WHAT IS EXPECTED ▸
Using the records below, write out the line with "if let Some(missing)" and each line after it through the final one, exactly, and only those.

EXTRACTED INFORMATION ▸
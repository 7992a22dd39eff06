use std::io;
use std::path::Path;
use tracing_appender::rolling;
use tracing_subscriber::fmt;
use tracing_subscriber::layer::SubscriberExt;
use tracing_subscriber::prelude::*;
use tracing_subscriber::EnvFilter;

/// Sets up stderr and daily-rolling file logging.
///
/// Stdout is left for generated text. `RUST_LOG` overrides the stderr filter.
pub fn configure_logging(log_dir: &Path, verbose: bool) {
    let default_filter = if verbose {
        "info,llm_request=debug,app=debug"
    } else {
        "warn,llm_request=info,app=info"
    };
    let stderr_filter =
        EnvFilter::try_from_default_env().unwrap_or_else(|_| EnvFilter::new(default_filter));

    // Stderr log configuration
    let stderr_log = fmt::layer()
        .with_writer(io::stderr)
        .with_target(false)
        .with_filter(stderr_filter);

    // File log configuration
    let file_appender = rolling::daily(log_dir, "locality-brief.log");
    let file_log = fmt::layer()
        .with_writer(file_appender)
        .with_ansi(false)
        .with_filter(EnvFilter::new("info,llm_request=debug,app=debug,reqwest=info,hyper=warn"));

    tracing_subscriber::Registry::default()
        .with(stderr_log)
        .with(file_log)
        .init();
}
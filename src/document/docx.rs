//! Minimal WordprocessingML package writer.

use std::io::{Cursor, Write};

use thiserror::Error;
use zip::write::SimpleFileOptions;
use zip::{CompressionMethod, ZipWriter};

use super::{Paragraph, ParagraphStyle, DEFAULT_FONT, DEFAULT_FONT_SIZE_PT};

const W_NS: &str = "http://schemas.openxmlformats.org/wordprocessingml/2006/main";
const XML_DECL: &str = r#"<?xml version="1.0" encoding="UTF-8" standalone="yes"?>"#;

#[derive(Debug, Error)]
pub enum DocxError {
    #[error("Failed to write document archive: {0}")]
    Zip(#[from] zip::result::ZipError),

    #[error("Failed to write document part: {0}")]
    Io(#[from] std::io::Error),
}

const CONTENT_TYPES: &str = r#"<Types xmlns="http://schemas.openxmlformats.org/package/2006/content-types"><Default Extension="rels" ContentType="application/vnd.openxmlformats-package.relationships+xml"/><Default Extension="xml" ContentType="application/xml"/><Override PartName="/word/document.xml" ContentType="application/vnd.openxmlformats-officedocument.wordprocessingml.document.main+xml"/><Override PartName="/word/styles.xml" ContentType="application/vnd.openxmlformats-officedocument.wordprocessingml.styles+xml"/><Override PartName="/word/numbering.xml" ContentType="application/vnd.openxmlformats-officedocument.wordprocessingml.numbering+xml"/></Types>"#;

const PACKAGE_RELS: &str = r#"<Relationships xmlns="http://schemas.openxmlformats.org/package/2006/relationships"><Relationship Id="rId1" Type="http://schemas.openxmlformats.org/officeDocument/2006/relationships/officeDocument" Target="word/document.xml"/></Relationships>"#;

const DOCUMENT_RELS: &str = r#"<Relationships xmlns="http://schemas.openxmlformats.org/package/2006/relationships"><Relationship Id="rId1" Type="http://schemas.openxmlformats.org/officeDocument/2006/relationships/styles" Target="styles.xml"/><Relationship Id="rId2" Type="http://schemas.openxmlformats.org/officeDocument/2006/relationships/numbering" Target="numbering.xml"/></Relationships>"#;

const SECTION_PROPERTIES: &str = r#"<w:sectPr><w:pgSz w:w="12240" w:h="15840"/><w:pgMar w:top="1440" w:right="1440" w:bottom="1440" w:left="1440" w:header="720" w:footer="720" w:gutter="0"/></w:sectPr>"#;

/// Escapes text for element content and drops characters XML 1.0 cannot carry.
pub(crate) fn escape_xml(text: &str) -> String {
    let mut out = String::with_capacity(text.len());
    for c in text.chars() {
        match c {
            '&' => out.push_str("&amp;"),
            '<' => out.push_str("&lt;"),
            '>' => out.push_str("&gt;"),
            '"' => out.push_str("&quot;"),
            '\'' => out.push_str("&apos;"),
            '\t' => out.push(c),
            c if (c as u32) < 0x20 => {}
            '\u{FFFE}' | '\u{FFFF}' => {}
            c => out.push(c),
        }
    }
    out
}

fn font_xml() -> String {
    format!(
        r#"<w:rFonts w:ascii="{f}" w:hAnsi="{f}" w:eastAsia="{f}" w:cs="{f}"/><w:sz w:val="{sz}"/><w:szCs w:val="{sz}"/>"#,
        f = DEFAULT_FONT,
        sz = DEFAULT_FONT_SIZE_PT * 2
    )
}

fn styles_xml() -> String {
    let font = font_xml();
    format!(
        concat!(
            r#"{decl}<w:styles xmlns:w="{ns}">"#,
            r#"<w:docDefaults><w:rPrDefault><w:rPr>{font}</w:rPr></w:rPrDefault><w:pPrDefault/></w:docDefaults>"#,
            r#"<w:style w:type="paragraph" w:default="1" w:styleId="Normal"><w:name w:val="Normal"/><w:qFormat/><w:rPr>{font}</w:rPr></w:style>"#,
            r#"<w:style w:type="paragraph" w:styleId="ListBullet"><w:name w:val="List Bullet"/><w:basedOn w:val="Normal"/>"#,
            r#"<w:pPr><w:numPr><w:numId w:val="1"/></w:numPr><w:ind w:left="360" w:hanging="360"/></w:pPr></w:style>"#,
            r#"</w:styles>"#
        ),
        decl = XML_DECL,
        ns = W_NS,
        font = font
    )
}

fn numbering_xml() -> String {
    format!(
        concat!(
            r#"{decl}<w:numbering xmlns:w="{ns}">"#,
            r#"<w:abstractNum w:abstractNumId="0"><w:multiLevelType w:val="hybridMultilevel"/>"#,
            r#"<w:lvl w:ilvl="0"><w:start w:val="1"/><w:numFmt w:val="bullet"/><w:lvlText w:val="•"/><w:lvlJc w:val="left"/>"#,
            r#"<w:pPr><w:ind w:left="360" w:hanging="360"/></w:pPr></w:lvl></w:abstractNum>"#,
            r#"<w:num w:numId="1"><w:abstractNumId w:val="0"/></w:num>"#,
            r#"</w:numbering>"#
        ),
        decl = XML_DECL,
        ns = W_NS
    )
}

fn paragraph_xml(paragraph: &Paragraph, out: &mut String) {
    out.push_str("<w:p>");
    if paragraph.style != ParagraphStyle::Normal {
        out.push_str(&format!(
            r#"<w:pPr><w:pStyle w:val="{}"/></w:pPr>"#,
            paragraph.style.style_id()
        ));
    }

    out.push_str("<w:r>");
    if paragraph.bold || paragraph.size_pt.is_some() {
        out.push_str("<w:rPr>");
        if paragraph.bold {
            out.push_str("<w:b/><w:bCs/>");
        }
        if let Some(size) = paragraph.size_pt {
            out.push_str(&format!(
                r#"<w:sz w:val="{0}"/><w:szCs w:val="{0}"/>"#,
                size * 2
            ));
        }
        out.push_str("</w:rPr>");
    }
    out.push_str(r#"<w:t xml:space="preserve">"#);
    out.push_str(&escape_xml(&paragraph.text));
    out.push_str("</w:t></w:r></w:p>");
}

fn document_xml(paragraphs: &[Paragraph]) -> String {
    let mut out = format!(r#"{}<w:document xmlns:w="{}"><w:body>"#, XML_DECL, W_NS);
    for paragraph in paragraphs {
        paragraph_xml(paragraph, &mut out);
    }
    out.push_str(SECTION_PROPERTIES);
    out.push_str("</w:body></w:document>");
    out
}

/// Serializes `paragraphs` into `.docx` bytes, ready to be read from the start.
pub fn write_document(paragraphs: &[Paragraph]) -> Result<Vec<u8>, DocxError> {
    let parts: [(&str, String); 6] = [
        ("[Content_Types].xml", format!("{}{}", XML_DECL, CONTENT_TYPES)),
        ("_rels/.rels", format!("{}{}", XML_DECL, PACKAGE_RELS)),
        ("word/document.xml", document_xml(paragraphs)),
        ("word/styles.xml", styles_xml()),
        ("word/numbering.xml", numbering_xml()),
        (
            "word/_rels/document.xml.rels",
            format!("{}{}", XML_DECL, DOCUMENT_RELS),
        ),
    ];

    let mut zip = ZipWriter::new(Cursor::new(Vec::new()));
    let options = SimpleFileOptions::default().compression_method(CompressionMethod::Deflated);
    for (name, content) in &parts {
        zip.start_file(*name, options)?;
        zip.write_all(content.as_bytes())?;
    }
    let cursor = zip.finish()?;

    Ok(cursor.into_inner())
}
//! `{name}` placeholder substitution.
//!
//! `{{` and `}}` stand for literal braces. Every placeholder must resolve or nothing is
//! produced.

use once_cell::sync::Lazy;
use regex::Regex;
use std::collections::BTreeMap;
use thiserror::Error;

static TOKEN: Lazy<Regex> = Lazy::new(|| {
    Regex::new(r"\{\{|\}\}|\{([^{}]*)\}|\{|\}").expect("placeholder pattern is valid")
});

#[derive(Debug, Error, PartialEq, Eq)]
pub enum TemplateError {
    #[error("Missing value for placeholder '{0}'")]
    MissingField(String),

    #[error("Malformed placeholder at byte {position}")]
    Malformed { position: usize },
}

/// Values substituted into a template, keyed by placeholder name.
#[derive(Clone, Debug, Default, PartialEq, Eq)]
pub struct Fields(BTreeMap<String, String>);

impl Fields {
    pub fn new() -> Self {
        Self::default()
    }

    pub fn with(mut self, name: &str, value: impl Into<String>) -> Self {
        self.insert(name, value);
        self
    }

    pub fn insert(&mut self, name: &str, value: impl Into<String>) {
        self.0.insert(name.to_string(), value.into());
    }

    pub fn get(&self, name: &str) -> Option<&str> {
        self.0.get(name).map(String::as_str)
    }

    pub fn contains(&self, name: &str) -> bool {
        self.0.contains_key(name)
    }
}

impl<K: Into<String>, V: Into<String>> FromIterator<(K, V)> for Fields {
    fn from_iter<I: IntoIterator<Item = (K, V)>>(iter: I) -> Self {
        Self(
            iter.into_iter()
                .map(|(k, v)| (k.into(), v.into()))
                .collect(),
        )
    }
}

enum Token<'t> {
    Literal(&'t str),
    Placeholder(&'t str),
}

fn tokenize(template: &str) -> Result<Vec<Token<'_>>, TemplateError> {
    let mut tokens = Vec::new();
    let mut last = 0;

    for caps in TOKEN.captures_iter(template) {
        let whole = caps.get(0).expect("capture 0 is the whole match");
        if whole.start() > last {
            tokens.push(Token::Literal(&template[last..whole.start()]));
        }
        match whole.as_str() {
            "{{" => tokens.push(Token::Literal("{")),
            "}}" => tokens.push(Token::Literal("}")),
            _ => match caps.get(1) {
                Some(name) if !name.as_str().is_empty() => {
                    tokens.push(Token::Placeholder(name.as_str()))
                }
                _ => {
                    return Err(TemplateError::Malformed {
                        position: whole.start(),
                    })
                }
            },
        }
        last = whole.end();
    }
    if last < template.len() {
        tokens.push(Token::Literal(&template[last..]));
    }

    Ok(tokens)
}

/// Names referenced by `template`, deduplicated, in order of first appearance.
pub fn placeholders(template: &str) -> Result<Vec<String>, TemplateError> {
    let mut names: Vec<String> = Vec::new();
    for token in tokenize(template)? {
        if let Token::Placeholder(name) = token {
            if !names.iter().any(|n| n == name) {
                names.push(name.to_string());
            }
        }
    }
    Ok(names)
}

/// Fills every placeholder in `template` from `fields`.
///
/// Fields the template does not mention are ignored.
pub fn compose(template: &str, fields: &Fields) -> Result<String, TemplateError> {
    let tokens = tokenize(template)?;

    if let Some(missing) = tokens.iter().find_map(|token| match token {
        Token::Placeholder(name) if !fields.contains(name) => Some(*name),
        _ => None,
    }) {
        return Err(TemplateError::MissingField(missing.to_string()));
    }

    let mut out = String::with_capacity(template.len());
    for token in tokens {
        match token {
            Token::Literal(text) => out.push_str(text),
            Token::Placeholder(name) => out.push_str(fields.get(name).unwrap_or_default()),
        }
    }
    Ok(out)
}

OUTPUT ▸
    if let Some(missing) = tokens.iter().find_map(|token| match token {
        Token::Placeholder(name) if !fields.contains(name) => Some(*name),
        _ => None,
    }) {
        return Err(TemplateError::MissingField(missing.to_string()));
    }

    let mut out = String::with_capacity(template.len());
    for token in tokens {
        match token {
            Token::Literal(text) => out.push_str(text),
            Token::Placeholder(name) => out.push_str(fields.get(name).unwrap_or_default()),
        }
    }
    Ok(out)
}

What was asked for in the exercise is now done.